Content starts

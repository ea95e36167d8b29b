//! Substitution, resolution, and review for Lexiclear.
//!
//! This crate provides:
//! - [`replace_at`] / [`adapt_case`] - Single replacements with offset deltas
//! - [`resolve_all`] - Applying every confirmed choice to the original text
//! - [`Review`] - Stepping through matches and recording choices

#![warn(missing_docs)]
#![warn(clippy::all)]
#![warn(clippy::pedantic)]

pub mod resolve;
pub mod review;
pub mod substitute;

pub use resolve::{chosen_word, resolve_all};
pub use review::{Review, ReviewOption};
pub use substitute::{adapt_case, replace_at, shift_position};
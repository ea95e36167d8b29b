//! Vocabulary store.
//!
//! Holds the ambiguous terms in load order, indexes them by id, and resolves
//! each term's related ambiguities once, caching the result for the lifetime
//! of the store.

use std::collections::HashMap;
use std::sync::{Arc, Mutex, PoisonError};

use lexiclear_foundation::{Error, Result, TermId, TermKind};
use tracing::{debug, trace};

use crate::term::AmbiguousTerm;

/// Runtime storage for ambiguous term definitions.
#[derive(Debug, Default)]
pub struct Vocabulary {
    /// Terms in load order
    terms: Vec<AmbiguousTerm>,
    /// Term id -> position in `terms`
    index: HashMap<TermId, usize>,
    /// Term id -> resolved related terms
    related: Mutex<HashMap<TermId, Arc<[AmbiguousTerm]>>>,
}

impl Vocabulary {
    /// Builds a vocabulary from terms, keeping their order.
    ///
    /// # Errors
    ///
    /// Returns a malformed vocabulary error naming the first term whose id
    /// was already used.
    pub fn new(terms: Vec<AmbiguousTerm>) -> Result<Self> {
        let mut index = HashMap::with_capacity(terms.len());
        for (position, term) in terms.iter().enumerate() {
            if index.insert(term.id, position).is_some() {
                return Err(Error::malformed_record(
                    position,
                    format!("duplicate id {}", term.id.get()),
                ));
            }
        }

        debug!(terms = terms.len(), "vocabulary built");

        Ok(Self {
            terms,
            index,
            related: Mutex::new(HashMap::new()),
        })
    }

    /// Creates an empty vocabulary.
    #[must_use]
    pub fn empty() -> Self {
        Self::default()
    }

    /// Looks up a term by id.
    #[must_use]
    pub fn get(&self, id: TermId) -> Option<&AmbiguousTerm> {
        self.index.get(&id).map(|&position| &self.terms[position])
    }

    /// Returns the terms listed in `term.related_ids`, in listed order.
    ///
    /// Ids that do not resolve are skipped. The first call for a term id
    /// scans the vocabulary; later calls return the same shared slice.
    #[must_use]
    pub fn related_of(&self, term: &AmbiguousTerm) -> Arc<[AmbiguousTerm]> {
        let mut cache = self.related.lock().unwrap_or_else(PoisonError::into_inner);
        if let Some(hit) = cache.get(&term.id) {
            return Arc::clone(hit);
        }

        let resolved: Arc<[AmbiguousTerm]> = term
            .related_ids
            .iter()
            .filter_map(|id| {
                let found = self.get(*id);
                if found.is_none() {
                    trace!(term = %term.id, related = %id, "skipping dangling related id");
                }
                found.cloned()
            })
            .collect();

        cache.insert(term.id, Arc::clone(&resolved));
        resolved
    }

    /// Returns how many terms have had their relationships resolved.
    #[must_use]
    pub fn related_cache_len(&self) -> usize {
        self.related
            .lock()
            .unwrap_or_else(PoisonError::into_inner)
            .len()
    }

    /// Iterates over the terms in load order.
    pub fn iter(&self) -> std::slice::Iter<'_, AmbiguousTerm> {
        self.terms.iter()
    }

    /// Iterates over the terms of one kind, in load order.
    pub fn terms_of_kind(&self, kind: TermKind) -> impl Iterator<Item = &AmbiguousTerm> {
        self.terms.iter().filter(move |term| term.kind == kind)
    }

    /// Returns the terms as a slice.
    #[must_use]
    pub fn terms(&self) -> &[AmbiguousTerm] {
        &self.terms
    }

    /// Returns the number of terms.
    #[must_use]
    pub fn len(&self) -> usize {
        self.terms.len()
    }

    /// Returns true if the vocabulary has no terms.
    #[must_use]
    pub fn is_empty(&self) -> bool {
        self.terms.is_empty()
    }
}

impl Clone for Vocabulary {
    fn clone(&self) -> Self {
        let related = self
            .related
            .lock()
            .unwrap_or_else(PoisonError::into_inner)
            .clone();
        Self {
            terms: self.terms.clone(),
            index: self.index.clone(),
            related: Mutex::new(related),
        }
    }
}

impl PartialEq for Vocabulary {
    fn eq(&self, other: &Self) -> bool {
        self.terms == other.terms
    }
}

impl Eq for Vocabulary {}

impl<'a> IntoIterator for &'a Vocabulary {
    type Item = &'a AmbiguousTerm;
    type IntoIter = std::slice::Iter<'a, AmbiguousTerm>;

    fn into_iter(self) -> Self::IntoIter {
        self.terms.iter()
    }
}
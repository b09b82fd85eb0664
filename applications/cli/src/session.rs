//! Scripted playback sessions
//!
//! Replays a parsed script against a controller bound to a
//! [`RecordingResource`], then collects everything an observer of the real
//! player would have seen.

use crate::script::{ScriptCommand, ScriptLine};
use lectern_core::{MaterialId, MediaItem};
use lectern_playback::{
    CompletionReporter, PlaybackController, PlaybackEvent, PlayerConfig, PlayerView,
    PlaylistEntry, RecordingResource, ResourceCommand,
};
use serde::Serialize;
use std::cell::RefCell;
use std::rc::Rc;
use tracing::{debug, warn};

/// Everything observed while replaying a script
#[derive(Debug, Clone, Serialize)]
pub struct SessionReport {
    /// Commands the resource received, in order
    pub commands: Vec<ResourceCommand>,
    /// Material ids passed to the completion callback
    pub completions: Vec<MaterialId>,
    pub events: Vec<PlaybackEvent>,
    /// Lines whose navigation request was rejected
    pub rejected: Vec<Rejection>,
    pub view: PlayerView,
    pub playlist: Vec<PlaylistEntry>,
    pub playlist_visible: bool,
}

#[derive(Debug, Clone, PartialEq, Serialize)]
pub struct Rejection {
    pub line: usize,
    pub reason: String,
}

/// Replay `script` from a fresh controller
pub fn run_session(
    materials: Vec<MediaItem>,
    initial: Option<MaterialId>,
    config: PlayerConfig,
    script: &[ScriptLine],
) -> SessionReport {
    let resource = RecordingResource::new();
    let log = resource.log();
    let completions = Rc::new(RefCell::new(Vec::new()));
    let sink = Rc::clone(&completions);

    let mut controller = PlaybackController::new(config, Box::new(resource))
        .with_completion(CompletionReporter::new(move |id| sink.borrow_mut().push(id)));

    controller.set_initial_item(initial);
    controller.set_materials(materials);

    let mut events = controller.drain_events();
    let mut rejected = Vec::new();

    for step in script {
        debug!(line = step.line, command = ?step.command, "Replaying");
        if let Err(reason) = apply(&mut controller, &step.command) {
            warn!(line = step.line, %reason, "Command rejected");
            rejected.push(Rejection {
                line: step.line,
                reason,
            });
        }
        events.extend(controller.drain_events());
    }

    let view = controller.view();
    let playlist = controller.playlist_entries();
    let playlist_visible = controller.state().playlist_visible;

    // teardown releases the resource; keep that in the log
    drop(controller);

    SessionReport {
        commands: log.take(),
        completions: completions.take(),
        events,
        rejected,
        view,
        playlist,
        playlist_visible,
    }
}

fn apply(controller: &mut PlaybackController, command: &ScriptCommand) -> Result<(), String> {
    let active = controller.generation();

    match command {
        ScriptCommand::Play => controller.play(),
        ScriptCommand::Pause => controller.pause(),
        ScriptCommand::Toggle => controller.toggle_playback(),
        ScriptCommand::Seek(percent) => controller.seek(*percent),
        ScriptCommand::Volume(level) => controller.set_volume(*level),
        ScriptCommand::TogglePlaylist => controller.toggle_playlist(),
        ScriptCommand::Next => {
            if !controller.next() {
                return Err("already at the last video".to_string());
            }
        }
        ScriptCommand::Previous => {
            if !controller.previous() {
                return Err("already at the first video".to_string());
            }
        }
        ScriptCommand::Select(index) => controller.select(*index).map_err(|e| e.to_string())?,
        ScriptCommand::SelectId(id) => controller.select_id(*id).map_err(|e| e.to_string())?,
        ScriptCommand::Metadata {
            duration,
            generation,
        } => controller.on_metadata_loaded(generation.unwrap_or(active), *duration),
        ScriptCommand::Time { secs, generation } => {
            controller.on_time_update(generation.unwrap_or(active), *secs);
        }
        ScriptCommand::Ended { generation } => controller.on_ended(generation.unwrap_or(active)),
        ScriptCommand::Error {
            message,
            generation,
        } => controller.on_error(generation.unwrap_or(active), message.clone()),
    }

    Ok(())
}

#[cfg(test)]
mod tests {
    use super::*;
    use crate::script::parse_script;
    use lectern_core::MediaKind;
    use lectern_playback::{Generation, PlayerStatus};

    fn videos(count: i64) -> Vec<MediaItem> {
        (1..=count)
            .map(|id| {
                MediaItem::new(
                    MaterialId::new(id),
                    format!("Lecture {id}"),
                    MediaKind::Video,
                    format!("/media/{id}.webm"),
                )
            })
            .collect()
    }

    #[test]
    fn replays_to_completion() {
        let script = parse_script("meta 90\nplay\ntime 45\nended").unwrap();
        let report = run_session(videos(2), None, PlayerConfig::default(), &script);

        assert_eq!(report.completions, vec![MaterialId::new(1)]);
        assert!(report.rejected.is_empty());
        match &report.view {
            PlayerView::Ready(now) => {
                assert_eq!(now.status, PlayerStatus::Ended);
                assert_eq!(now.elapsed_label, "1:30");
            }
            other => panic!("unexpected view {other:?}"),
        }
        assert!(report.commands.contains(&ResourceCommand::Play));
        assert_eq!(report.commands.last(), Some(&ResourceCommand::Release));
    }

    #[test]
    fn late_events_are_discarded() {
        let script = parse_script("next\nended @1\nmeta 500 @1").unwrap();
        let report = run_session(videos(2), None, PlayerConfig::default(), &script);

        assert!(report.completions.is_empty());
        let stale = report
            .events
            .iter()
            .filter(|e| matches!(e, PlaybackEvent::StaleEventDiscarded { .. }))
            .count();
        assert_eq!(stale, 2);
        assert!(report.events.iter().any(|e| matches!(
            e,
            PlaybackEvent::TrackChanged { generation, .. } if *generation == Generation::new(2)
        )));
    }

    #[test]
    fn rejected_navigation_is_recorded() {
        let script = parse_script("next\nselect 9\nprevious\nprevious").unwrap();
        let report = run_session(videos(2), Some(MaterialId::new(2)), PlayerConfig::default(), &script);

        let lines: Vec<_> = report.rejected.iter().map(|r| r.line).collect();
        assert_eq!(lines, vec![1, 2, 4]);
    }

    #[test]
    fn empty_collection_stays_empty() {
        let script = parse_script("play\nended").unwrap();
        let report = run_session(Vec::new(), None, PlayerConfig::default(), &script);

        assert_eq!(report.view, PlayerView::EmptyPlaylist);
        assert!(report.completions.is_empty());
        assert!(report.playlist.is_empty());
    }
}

Content ends

» **ASSIGNMENT**: Transcribe the opening lines of the listing exactly, please. Stop after the line that contains "the original text".

» **OUTPUT OF THE EXERCISE**:
repository ea95e36167d8b29b
//! Substitution, resolution, and review for Lexiclear.
//!
//! This crate provides:
//! - [`replace_at`] / [`adapt_case`] - Single replacements with offset deltas
//! - [`resolve_all`] - Applying every confirmed choice to the original text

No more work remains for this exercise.